EPANORTHOSE, s. f. (Belles-Lettr.) figure de Rhétorique, par laquelle l’orateur rétracte ou corrige quelque chose de ce qu’il a déjà avancé, & qui lui paroît trop foible : il y ajoûte quelque chose de plus énergique, & de plus conforme à la passion qui l’occupe ou le transporte. Voyez Correction.

Cicéron employe cette figure dans son oraison pour Cælius, lorsqu’il dit : O stultitiam ! stultitiamne dicam ? an impudentiam singularem ? & dans sa premiere catilinaire : Quamquam quid loquor ? te ut ulla res frangat ? tu ut unquam te corrigas ? tu ut ullam sugam meditêre ? tu ut ullum exilium cogites ? utinam tibi illam mentem dii immortales donarent !

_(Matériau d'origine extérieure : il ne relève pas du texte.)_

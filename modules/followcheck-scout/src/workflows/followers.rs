//! Follower audit: sample a profile's followers list, fetch each follower's
//! own follower count and test those counts against the Benford curve.

use chrono::Utc;
use tracing::{info, warn};
use uuid::Uuid;

use followcheck_common::{AuditMode, Entity, EntityRow, FileConfig, SummaryRecord};

use super::{harvest_list, termination_label, AuditRun};
use crate::analysis::benford::analyze;
use crate::analysis::scorer::BotLikelihoodScorer;
use crate::pipeline::fetcher::{FetchConfig, MetricFetcher};
use crate::pipeline::resolver::EntityResolver;
use crate::pipeline::stats::RunStats;
use crate::report::build_report;
use crate::traits::PageAccessor;

pub const FIELD: &str = "followers";

pub struct FollowerAudit<'a> {
    page: &'a dyn PageAccessor,
    config: &'a FileConfig,
    scorer: BotLikelihoodScorer,
}

impl<'a> FollowerAudit<'a> {
    pub fn new(page: &'a dyn PageAccessor, config: &'a FileConfig) -> Self {
        Self {
            page,
            config,
            scorer: BotLikelihoodScorer::new(config.scoring.clone()),
        }
    }

    pub fn list_url(&self, profile: &str) -> String {
        format!(
            "{}/{profile}/followers/",
            self.config.site.base_url.trim_end_matches('/')
        )
    }

    pub async fn run(&self, profile: &str) -> AuditRun {
        let run_id = Uuid::new_v4();
        let mut stats = RunStats::default();
        info!(%run_id, profile, "Starting follower audit");

        let fetcher = MetricFetcher::followers(
            self.page,
            &self.config.site,
            FetchConfig::from(&self.config.fetch),
        );

        let mut aborted = None;
        let profile_metric = match fetcher.fetch_metric(profile).await {
            Ok(0) => {
                warn!(profile, "Profile follower total not found");
                None
            }
            Ok(n) => {
                info!(profile, followers = n, "Profile follower total");
                Some(n)
            }
            Err(e) => {
                aborted = Some(format!("session lost before harvest: {e}"));
                None
            }
        };

        let mut ids = Vec::new();
        if aborted.is_none() {
            let resolver = EntityResolver::followers(&self.config.site, profile);
            let stage = harvest_list(
                self.page,
                &resolver,
                &self.list_url(profile),
                &self.config.harvest,
                &mut stats,
            )
            .await;
            ids = stage.ids;
            aborted = stage.aborted;
        }

        let mut metrics = vec![0u64; ids.len()];
        if aborted.is_none() && !ids.is_empty() {
            let outcome = fetcher.fetch_all(&ids).await;
            stats.fetched = outcome.fetched();
            stats.fetch_failures = outcome.failures;
            metrics = outcome.column(0);
            if let Some(e) = outcome.aborted {
                aborted = Some(format!("session lost while fetching: {e}"));
            }
        }

        let entities: Vec<Entity> = ids
            .iter()
            .zip(&metrics)
            .map(|(id, m)| Entity::with_metric(id.clone(), *m))
            .collect();

        let dist = analyze(FIELD, metrics.iter().copied());
        stats.analyzed = dist.total_samples;
        let result = self.scorer.score(std::slice::from_ref(&dist), None);

        if let Some(ref reason) = aborted {
            warn!(profile, reason = reason.as_str(), "Follower audit aborted, report is partial");
        }
        info!(
            profile,
            score = result.score,
            max_score = result.max_score,
            verdict = %result.verdict,
            "Follower audit finished"
        );

        let summary = SummaryRecord {
            run_id,
            profile_id: profile.to_string(),
            mode: AuditMode::Followers,
            timestamp: Utc::now(),
            profile_metric,
            total_harvested: ids.len(),
            total_analyzed: dist.total_samples,
            score: result.score,
            max_score: result.max_score,
            verdict: result.verdict,
            reasons: result.reasons,
            termination: termination_label(&stats),
            aborted,
        };
        let rows = entities.iter().map(|e| EntityRow::new(e, FIELD)).collect();

        AuditRun {
            report: build_report(summary, rows, &[dist], &self.scorer),
            stats,
        }
    }
}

Ainsi Térence, dans son heautontimorumenos, fait dire au vieillard Menedeme :

Filium unicum adolescentulum
Habeo. Ah ! quid dixi habere me ? imo habui, Chreme ;
Nunc habeam, nec-ne, incertum est. (G)

EPANOUIR, (s’) Gram. il se dit de l’accroissement qui suit la sortie du bouton d’une fleur ; ce bouton sorti, la fleur commence à se former par l’épanoüissement du bouton. Il se dit aussi de la fleur, lorsqu’elle a pris toute sa beauté & toute son étendue : cette fleur est entierement épanoüie. Il se prend quelquefois activement & passivement, & l’on dit : vous vous épanoüissez, épanoüissez votre cœur.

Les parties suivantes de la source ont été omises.